It id nice , for me if possible, give me the information on this question.
"Consider a partical of mass m moving freely in a scalar potential v.
Find the equation of motion of that partical in
A) Cartesian motion
B)cylindrical
C) and spherical notion
Thank you to to see my comment.
Thanks for your question, I will have to save this for a different video since the text comments are too limiting.
Awesome video
you are the best
18:15 sir ig you wrote an extra term there + there won't be any negative term, bcz we have minus sign in the formula L=T-V and thus the negative terms will become positive
Yes, there is a careless typo here. The - sign should be + here, I have it correct in the lines that follow.
Which is the extra term?
thanks . Nice and clear instruction. one other thing actually , whats with the sound effect. I jumped the 1st time
Why when doing generalized coordinates happens that, when derivating by one of these coordinates, let say theta_1 as it is done in the video, when is applied to the time derivative of the same coordinate, it happen to be considered as an uncorrelated constant:
d/dtheta_1 (d/dt(theta_1(t))) = 0 ????
Or as is done on the video:
d/dtheta_1( dot_theta_1) = 0 ???
Why happens that d/dt(theta_1) is not dependent of theta_1??? I can't understand this :s
This goes back to the derivation of the Euler-Lagrange Equation and Lagrange's Equation which I show in this video: ua-cam.com/video/LY-JcuYqSEk/v-deo.html At one point in the derivation, we take the variation of the Lagrangian (at the 2:30 mark in the attached video) and this involves that the TOTAL DERIVATIVE of the Lagrangian. When doing this, we treat the dependent variables (the coordinates) and their derivatives as independent quantities. We later resolve the fact that there are related quantities by using integration by parts. It's a little hard to explain in this text, but if you watch the video, it covers this part.
Shouldn't g be negative when computing the potential energy. They Y axis is pointing upwards.
Hello and thank you very much for this solution. Do you know of any way to deduce these equations of motion directly from Newton´s equations?
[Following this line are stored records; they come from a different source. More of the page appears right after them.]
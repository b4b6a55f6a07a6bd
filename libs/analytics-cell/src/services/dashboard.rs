use std::collections::{HashMap, HashSet};

use anyhow::Result;
use chrono::{DateTime, Duration, NaiveDate, Utc};
use reqwest::Method;
use serde_json::{json, Value};
use tracing::debug;

use shared_config::AppConfig;
use shared_database::SupabaseClient;
use shared_models::auth::AuthUser;
use shared_models::time::SlotTime;

/// Role-scoped dashboard and stats aggregation. All counting happens in
/// process over equality-filtered scans; the store offers nothing richer.
pub struct AnalyticsService {
    store: SupabaseClient,
}

impl AnalyticsService {
    pub fn new(config: &AppConfig) -> Self {
        Self {
            store: SupabaseClient::new(config),
        }
    }

    pub async fn dashboard(&self, user: &AuthUser) -> Result<Value> {
        if user.is_doctor() {
            self.doctor_dashboard(&user.id).await
        } else if user.is_admin() {
            self.admin_dashboard().await
        } else {
            self.patient_dashboard(&user.id).await
        }
    }

    async fn patient_dashboard(&self, user_id: &str) -> Result<Value> {
        debug!("Building patient dashboard for {}", user_id);

        let appointments = self
            .fetch(&format!("/rest/v1/appointments?patient_id=eq.{}", user_id))
            .await?;

        let today = Utc::now().date_naive();
        let mut confirmed = 0usize;
        let mut pending = 0usize;
        let mut upcoming = Vec::new();

        for appointment in &appointments {
            match appointment["status"].as_str() {
                Some("confirmed") => confirmed += 1,
                Some("pending") => pending += 1,
                _ => {}
            }

            if let Some(date) = parse_date(appointment) {
                if date >= today {
                    upcoming.push(json!({
                        "id": appointment["id"],
                        "doctor_name": appointment["doctor_name"],
                        "date": appointment["date"],
                        "time": appointment["time"],
                        "status": appointment["status"],
                    }));
                }
            }
        }
        upcoming.truncate(5);

        let questionnaires = self
            .fetch(&format!("/rest/v1/questionnaires?patient_id=eq.{}", user_id))
            .await?;

        Ok(json!({
            "total_appointments": appointments.len(),
            "confirmed_appointments": confirmed,
            "pending_appointments": pending,
            "upcoming_appointments": upcoming,
            "total_questionnaires": questionnaires.len(),
        }))
    }

    async fn doctor_dashboard(&self, user_id: &str) -> Result<Value> {
        debug!("Building doctor dashboard for {}", user_id);

        let appointments = self
            .fetch(&format!("/rest/v1/appointments?doctor_id=eq.{}", user_id))
            .await?;

        let today = Utc::now().date_naive();
        let mut patients = HashSet::new();
        let mut today_schedule = Vec::new();
        let mut confirmed_ids = Vec::new();

        for appointment in &appointments {
            if let Some(patient_id) = appointment["patient_id"].as_str() {
                patients.insert(patient_id.to_string());
            }
            if appointment["status"].as_str() == Some("confirmed") {
                if let Some(id) = appointment["id"].as_str() {
                    confirmed_ids.push(id.to_string());
                }
            }
            if parse_date(appointment) == Some(today) {
                today_schedule.push(appointment.clone());
            }
        }

        // Grid labels sort by time of day, not lexically.
        today_schedule.sort_by_key(|apt| {
            apt["time"]
                .as_str()
                .and_then(|label| label.parse::<SlotTime>().ok())
                .map(|t| t.as_time())
        });
        let today_schedule: Vec<Value> = today_schedule
            .iter()
            .map(|apt| {
                json!({
                    "id": apt["id"],
                    "patient_name": apt["patient_name"],
                    "time": apt["time"],
                    "status": apt["status"],
                    "type": apt["reason"].as_str().unwrap_or("Consultation"),
                })
            })
            .collect();

        let pending_reviews = if confirmed_ids.is_empty() {
            0
        } else {
            let path = format!(
                "/rest/v1/questionnaires?appointment_id=in.({})",
                confirmed_ids.join(",")
            );
            self.fetch(&path).await?.len()
        };

        Ok(json!({
            "total_appointments": appointments.len(),
            "today_appointments": today_schedule.len(),
            "total_patients": patients.len(),
            "pending_reviews": pending_reviews,
            "today_schedule": today_schedule,
        }))
    }

    async fn admin_dashboard(&self) -> Result<Value> {
        debug!("Building admin dashboard");

        let appointments = self.fetch("/rest/v1/appointments?").await?;
        let mut by_status: HashMap<&str, usize> = HashMap::new();
        for appointment in &appointments {
            if let Some(status) = appointment["status"].as_str() {
                match status {
                    "confirmed" => *by_status.entry("confirmed").or_insert(0) += 1,
                    "pending" => *by_status.entry("pending").or_insert(0) += 1,
                    "cancelled" => *by_status.entry("cancelled").or_insert(0) += 1,
                    _ => {}
                }
            }
        }

        let users = self.fetch("/rest/v1/users?").await?;
        let mut total_patients = 0usize;
        let mut total_doctors = 0usize;
        for user in &users {
            match user["role"].as_str() {
                Some("patient") => total_patients += 1,
                Some("doctor") => total_doctors += 1,
                _ => {}
            }
        }

        let reminders = self.fetch("/rest/v1/reminders?").await?;
        let questionnaires = self.fetch("/rest/v1/questionnaires?").await?;

        Ok(json!({
            "total_appointments": appointments.len(),
            "total_confirmed": by_status.get("confirmed").copied().unwrap_or(0),
            "total_pending": by_status.get("pending").copied().unwrap_or(0),
            "total_cancelled": by_status.get("cancelled").copied().unwrap_or(0),
            "total_users": users.len(),
            "total_patients": total_patients,
            "total_doctors": total_doctors,
            "total_reminders": reminders.len(),
            "total_questionnaires": questionnaires.len(),
        }))
    }

    /// Windowed totals by status and specialty. Doctors are scoped to
    /// their own appointments; admins see everything.
    pub async fn stats(&self, days: i64, user: &AuthUser) -> Result<Value> {
        let path = if user.is_doctor() {
            format!("/rest/v1/appointments?doctor_id=eq.{}", user.id)
        } else {
            "/rest/v1/appointments?".to_string()
        };
        let appointments = self.fetch(&path).await?;

        let cutoff = Utc::now() - Duration::days(days);
        let mut total = 0usize;
        let mut by_status: HashMap<String, usize> = HashMap::new();
        for status in ["confirmed", "pending", "cancelled", "completed"] {
            by_status.insert(status.to_string(), 0);
        }
        let mut by_specialty: HashMap<String, usize> = HashMap::new();

        for appointment in &appointments {
            let created_at = appointment["created_at"]
                .as_str()
                .and_then(|s| DateTime::parse_from_rfc3339(s).ok())
                .map(|dt| dt.with_timezone(&Utc));
            let Some(created_at) = created_at else { continue };
            if created_at < cutoff {
                continue;
            }

            total += 1;
            if let Some(status) = appointment["status"].as_str() {
                if let Some(count) = by_status.get_mut(status) {
                    *count += 1;
                }
            }
            let specialty = appointment["specialty"].as_str().unwrap_or("General");
            *by_specialty.entry(specialty.to_string()).or_insert(0) += 1;
        }

        Ok(json!({
            "period_days": days,
            "total_appointments": total,
            "by_status": by_status,
            "by_specialty": by_specialty,
        }))
    }

    async fn fetch(&self, path: &str) -> Result<Vec<Value>> {
        self.store.request(Method::GET, path, None).await
    }
}

fn parse_date(appointment: &Value) -> Option<NaiveDate> {
    appointment["date"]
        .as_str()
        .and_then(|s| NaiveDate::parse_from_str(s, "%Y-%m-%d").ok())
}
Yes, you can derive these equations by drawing the free body diagrams for each mass and then applying Newton's 2nd Law. This can be a little tricky as it's easy to make mistakes if you're not careful (which is why using Lagrange's Equations is preferable). Unfortunately, I don't have a video on this, but I'm sure you'll be able to find one online.
great channel !
Why we do . .
X+y
In kwettc energy
Well done!
what does those solutions mean? they still look like equations that needs to be solved
Absolutely!!
these 'solutions' are the differential equations describing the motion of the double pendulum. Indeed, this is not a conclusive solution just yet. In order to obtain this, you should solve this differential equation given certain boundary conditions.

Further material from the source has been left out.